"It seems most proper that The Journey to Kailash should include a poem about Jackson Pollock. Like that painter of large-scale states of mind, Mike Allen pours everything he’s got onto his poem-canvases. Mythologies, science-fiction scenarios, private memories and desires, and untestable ideas crowd and overlay one another upon the pages as if flung from an overloaded brush.

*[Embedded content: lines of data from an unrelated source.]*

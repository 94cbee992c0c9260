//! The `ShoppingCart` aggregate.
//!
//! State is rebuilt by folding [`ShoppingCartEvent`]s; behaviours validate the
//! current state and return the single event that records their decision.
//!
//! | Behaviour | Accepted when | Records |
//! |---|---|---|
//! | [`open`](ShoppingCart::open) | cart not opened yet | `Opened` |
//! | [`add_item`](ShoppingCart::add_item) | pending, priced, quantity > 0, totals fit | `ProductItemAdded` |
//! | [`remove_item`](ShoppingCart::remove_item) | pending, enough units, quantity > 0 | `ProductItemRemoved` |
//!
//! A cart never holds more than `u32::MAX` units in total, and its total
//! amount always fits in [`Money`]; additions that would break either bound
//! are rejected.

//! | [`confirm`](ShoppingCart::confirm) | pending, not empty | `Confirmed` |
//! | [`cancel`](ShoppingCart::cancel) | pending | `Canceled` |

use crate::errors::ShoppingCartError;
use crate::events::ShoppingCartEvent;
use crate::pricing::ProductPriceCalculator;
use crate::types::{ClientId, Money, PricedProductItem, ProductId, ProductItem, ShoppingCartId, ShoppingCartStatus};
use chrono::{DateTime, Utc};
use composable_es_core::aggregate::Aggregate;
use std::collections::BTreeMap;

/// One product line of a cart.
#[derive(Clone, Copy, Debug, PartialEq, Eq)]
pub struct CartLine {
    /// Unit price the line was first added at
    pub unit_price: Money,
    /// Units in the cart, always positive
    pub quantity: u32,
}

/// A client's shopping cart.
#[derive(Clone, Debug, Default, PartialEq, Eq)]
pub struct ShoppingCart {
    id: Option<ShoppingCartId>,
    client_id: Option<ClientId>,
    status: ShoppingCartStatus,
    lines: BTreeMap<ProductId, CartLine>,
    opened_at: Option<DateTime<Utc>>,
    confirmed_at: Option<DateTime<Utc>>,
    canceled_at: Option<DateTime<Utc>>,
}

impl Aggregate for ShoppingCart {
    type Event = ShoppingCartEvent;
    type Id = ShoppingCartId;
    type Rejection = ShoppingCartError;

    const KIND: &'static str = "shopping_cart";

    fn initial() -> Self {
        Self::default()
    }

    fn apply(&mut self, event: &ShoppingCartEvent) {
        match event {
            ShoppingCartEvent::Opened {
                cart_id,
                client_id,
                opened_at,
            } => {
                self.id = Some(*cart_id);
                self.client_id = Some(*client_id);
                self.status = ShoppingCartStatus::Pending;
                self.opened_at = Some(*opened_at);
            }
            ShoppingCartEvent::ProductItemAdded { item, .. } => {
                self.lines
                    .entry(item.product_id.clone())
                    // add_item keeps the sum in range
                    .and_modify(|line| line.quantity = line.quantity.saturating_add(item.quantity))
                    .or_insert(CartLine {
                        unit_price: item.unit_price,
                        quantity: item.quantity,
                    });
            }
            ShoppingCartEvent::ProductItemRemoved { item, .. } => {
                if let Some(line) = self.lines.get_mut(&item.product_id) {
                    line.quantity = line.quantity.saturating_sub(item.quantity);
                    if line.quantity == 0 {
                        self.lines.remove(&item.product_id);
                    }
                }
            }
            ShoppingCartEvent::Confirmed { confirmed_at, .. } => {
                self.status = ShoppingCartStatus::Confirmed;
                self.confirmed_at = Some(*confirmed_at);
            }
            ShoppingCartEvent::Canceled { canceled_at, .. } => {
                self.status = ShoppingCartStatus::Canceled;
                self.canceled_at = Some(*canceled_at);
            }
        }
    }
}

impl ShoppingCart {
    /// Cart identity, once opened.
    #[must_use]
    pub const fn id(&self) -> Option<&ShoppingCartId> {
        self.id.as_ref()
    }

    /// Owning client, once opened.
    #[must_use]
    pub const fn client_id(&self) -> Option<&ClientId> {
        self.client_id.as_ref()
    }

    /// Lifecycle status.
    #[must_use]
    pub const fn status(&self) -> ShoppingCartStatus {
        self.status
    }

    /// Whether the cart has been opened.
    #[must_use]
    pub const fn is_opened(&self) -> bool {
        self.id.is_some()
    }

    /// Whether the cart is confirmed or canceled.
    #[must_use]
    pub const fn is_closed(&self) -> bool {
        self.status.is_closed()
    }

    /// Product lines, ordered by product id.
    #[must_use]
    pub const fn lines(&self) -> &BTreeMap<ProductId, CartLine> {
        &self.lines
    }

    /// Lines as priced items, ordered by product id.
    #[must_use]
    pub fn items(&self) -> Vec<PricedProductItem> {
        self.lines
            .iter()
            .map(|(product_id, line)| PricedProductItem {
                product_id: product_id.clone(),
                quantity: line.quantity,
                unit_price: line.unit_price,
            })
            .collect()
    }

    /// Units of `product_id` in the cart.
    #[must_use]
    pub fn quantity_of(&self, product_id: &ProductId) -> u32 {
        self.lines.get(product_id).map_or(0, |line| line.quantity)
    }

    /// Total number of units across lines.
    #[must_use]
    pub fn total_items(&self) -> u32 {
        self.lines.values().map(|line| line.quantity).sum()
    }

    /// Sum of `unit_price × quantity` across lines.
    #[must_use]
    pub fn total_amount(&self) -> Money {
        self.lines
            .values()
            .map(|line| line.unit_price * line.quantity)
            .sum()
    }

    /// When the cart was opened.
    #[must_use]
    pub const fn opened_at(&self) -> Option<DateTime<Utc>> {
        self.opened_at
    }

    /// When the cart was confirmed.
    #[must_use]
    pub const fn confirmed_at(&self) -> Option<DateTime<Utc>> {
        self.confirmed_at
    }

    /// When the cart was canceled.
    #[must_use]
    pub const fn canceled_at(&self) -> Option<DateTime<Utc>> {
        self.canceled_at
    }

    /// Open a new cart.
    ///
    /// # Errors
    ///
    /// [`ShoppingCartError::AlreadyOpened`] if the cart has history.
    pub fn open(
        &self,
        cart_id: ShoppingCartId,
        client_id: ClientId,
        now: DateTime<Utc>,
    ) -> Result<ShoppingCartEvent, ShoppingCartError> {
        if self.is_opened() {
            return Err(ShoppingCartError::AlreadyOpened);
        }
        Ok(ShoppingCartEvent::Opened {
            cart_id,
            client_id,
            opened_at: now,
        })
    }

    /// Add a product item at the price `prices` quotes for it.
    ///
    /// # Errors
    ///
    /// - [`ShoppingCartError::NotOpened`] / [`ShoppingCartError::Closed`]
    /// - [`ShoppingCartError::ZeroQuantity`]
    /// - [`ShoppingCartError::QuantityOverflow`] if the cart would hold more
    ///   than `u32::MAX` units
    /// - [`ShoppingCartError::PriceNotFound`] from the calculator
    /// - [`ShoppingCartError::AmountOverflow`] if the cart total would overflow
    pub fn add_item(
        &self,
        item: &ProductItem,
        prices: &dyn ProductPriceCalculator,
        now: DateTime<Utc>,
    ) -> Result<ShoppingCartEvent, ShoppingCartError> {
        let cart_id = self.ensure_pending()?;
        if item.quantity == 0 {
            return Err(ShoppingCartError::ZeroQuantity);
        }
        let in_cart = self.total_items();
        if in_cart.checked_add(item.quantity).is_none() {
            return Err(ShoppingCartError::QuantityOverflow {
                product_id: item.product_id.clone(),
                requested: item.quantity,
                in_cart,
            });
        }
        let priced = prices.calculate(item)?;
        self.ensure_amount_fits(
            &item.product_id,
            ShoppingCartEvent::ProductItemAdded {
                cart_id,
                item: priced,
                added_at: now,
            },
        )
    }

    /// Remove units of a product, priced at the line's unit price.
    ///
    /// # Errors
    ///
    /// - [`ShoppingCartError::NotOpened`] / [`ShoppingCartError::Closed`]
    /// - [`ShoppingCartError::ZeroQuantity`]
    /// - [`ShoppingCartError::InsufficientQuantity`] if the cart holds fewer
    ///   units than requested
    /// - [`ShoppingCartError::AmountOverflow`] if the cart total would overflow
    pub fn remove_item(
        &self,
        item: &ProductItem,
        now: DateTime<Utc>,
    ) -> Result<ShoppingCartEvent, ShoppingCartError> {
        let cart_id = self.ensure_pending()?;
        if item.quantity == 0 {
            return Err(ShoppingCartError::ZeroQuantity);
        }
        let line = self
            .lines
            .get(&item.product_id)
            .filter(|line| line.quantity >= item.quantity)
            .ok_or_else(|| ShoppingCartError::InsufficientQuantity {
                product_id: item.product_id.clone(),
                requested: item.quantity,
                available: self.quantity_of(&item.product_id),
            })?;
        self.ensure_amount_fits(
            &item.product_id,
            ShoppingCartEvent::ProductItemRemoved {
                cart_id,
                item: item.clone().priced(line.unit_price),
                removed_at: now,
            },
        )
    }

    /// Check the cart out.
    ///
    /// # Errors
    ///
    /// - [`ShoppingCartError::NotOpened`] / [`ShoppingCartError::Closed`]
    /// - [`ShoppingCartError::Empty`] if the cart has no lines
    pub fn confirm(&self, now: DateTime<Utc>) -> Result<ShoppingCartEvent, ShoppingCartError> {
        let cart_id = self.ensure_pending()?;
        if self.lines.is_empty() {
            return Err(ShoppingCartError::Empty);
        }
        Ok(ShoppingCartEvent::Confirmed {
            cart_id,
            confirmed_at: now,
        })
    }

    /// Abandon the cart.
    ///
    /// # Errors
    ///
    /// [`ShoppingCartError::NotOpened`] / [`ShoppingCartError::Closed`]
    pub fn cancel(&self, now: DateTime<Utc>) -> Result<ShoppingCartEvent, ShoppingCartError> {
        let cart_id = self.ensure_pending()?;
        Ok(ShoppingCartEvent::Canceled {
            cart_id,
            canceled_at: now,
        })
    }

    /// Accept an item event for `product_id` only if the cart total still
    /// fits afterwards.
    fn ensure_amount_fits(
        &self,
        product_id: &ProductId,
        event: ShoppingCartEvent,
    ) -> Result<ShoppingCartEvent, ShoppingCartError> {
        let next = self.clone().fold(&event);
        next.lines
            .values()
            .try_fold(Money::ZERO, |total, line| {
                total.checked_add(line.unit_price.checked_mul(line.quantity)?)
            })
            .map(|_| event)
            .ok_or_else(|| ShoppingCartError::AmountOverflow(product_id.clone()))
    }

    fn ensure_pending(&self) -> Result<ShoppingCartId, ShoppingCartError> {
        let cart_id = self.id.ok_or(ShoppingCartError::NotOpened)?;
        if self.status.is_closed() {
            return Err(ShoppingCartError::Closed {
                status: self.status,
            });
        }
        Ok(cart_id)
    }
}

Here is a vividly vertiginous collection of poems, all fun and mind-games."
— Fred Chappell
Poet Laureate of North Carolina, ’97-’02
"Imaginative, charming, and vivid, Mike Allen's poems in The Journey to Kailash will transport you to a world where Ganesh might be your stepfather or an ATM might eat your personality, where black holes and viruses intersect with mythological characters as well as the paintings of artists like Chagall and O'Keeffe."
— Jeannine Hall Gailey
author of Becoming the Villainess
"In his latest collection, Mike Allen brings together the epic and the commonplace, the nightmarish and the beautiful. Whether utilizing speculative or more traditional parameters, leaning towards the surreal or linear, he offers words that directly, powerfully, and originally give voice to a broad range of human experience. The Journey to Kailash is a deeply stirring and memorable book."
— John Amen
editor, The Pedestal Magazine
"The Journey to Kailash is an exceptional collection of poetry — a gallery of the grotesque and the luminously strange . . . Whether he's painting an absurdist scene of a satyr in rut in contemporary Boston, or peeling back layers to reveal the sublimely horrific spiritual extremity of a hell-bound soul, Mike Allen's voice is nothing short of mesmerizing."
— Laird Barron
author of The Imago Sequence
"These poems lead you down narrow alleys and beat you bruised and bloody before using your innards for auguries and making a carrion feast of your eyes. . . . It's terrifying and wonderful, and I dare you to read it."
— Amal El-Mohtar
co-editor, Goblin Fruit
"Allen's is poetry for goths of all ages . . . a fine jobe of making the human scary and the scary human."